- **Exercise goal**
All of the records need to be retyped exactly, with no line dropped.

- **Records to process**

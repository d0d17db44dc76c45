use crate::{EulerRot, Mat4, Quat, Vec3};

/// Object placement in world space (Euler XYZ rotation).
#[derive(Clone, Copy, Debug, PartialEq)]
pub struct Transform {
    pub translation: Vec3,
    /// Euler angles in radians (XYZ order).
    pub rotation_euler: Vec3,
    pub scale: Vec3,
}

impl Transform {
    #[inline]
    pub const fn identity() -> Self {
        Self {
            translation: Vec3::ZERO,
            rotation_euler: Vec3::ZERO,
            scale: Vec3::ONE,
        }
    }

    /// Model matrix = T * R * S.
    #[inline]
    pub fn matrix(&self) -> Mat4 {
        let q = Quat::from_euler(
            EulerRot::XYZ,
            self.rotation_euler.x,
            self.rotation_euler.y,
            self.rotation_euler.z,
        );
        Mat4::from_scale_rotation_translation(self.scale, q, self.translation)
    }
}

impl Default for Transform {
    fn default() -> Self {
        Self::identity()
    }
}

/// Combined clip-space transform: `projection * view * model`.
///
/// Column vectors, so the model matrix is applied to the vertex first.
#[inline]
pub fn model_view_projection(projection: Mat4, view: Mat4, model: Mat4) -> Mat4 {
    projection * view * model
}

- **Output for this exercise**
repository d0d17db44dc76c45
use crate::{EulerRot, Mat4, Quat, Vec3};

/// Object placement in world space (Euler XYZ rotation).
#[derive(Clone, Copy, Debug, PartialEq)]
pub struct Transform {
    pub translation: Vec3,
    /// Euler angles in radians (XYZ order).
    pub rotation_euler: Vec3,
    pub scale: Vec3,
}

impl Transform {
    #[inline]
    pub const fn identity() -> Self {
        Self {
            translation: Vec3::ZERO,
            rotation_euler: Vec3::ZERO,
            scale: Vec3::ONE,
        }
    }

    /// Model matrix = T * R * S.
    #[inline]
    pub fn matrix(&self) -> Mat4 {
        let q = Quat::from_euler(
            EulerRot::XYZ,
            self.rotation_euler.x,
            self.rotation_euler.y,
            self.rotation_euler.z,
        );
        Mat4::from_scale_rotation_translation(self.scale, q, self.translation)
    }
}

impl Default for Transform {
    fn default() -> Self {
        Self::identity()
    }
}

/// Combined clip-space transform: `projection * view * model`.
///
/// Column vectors, so the model matrix is applied to the vertex first.
#[inline]
pub fn model_view_projection(projection: Mat4, view: Mat4, model: Mat4) -> Mat4 {
    projection * view * model
}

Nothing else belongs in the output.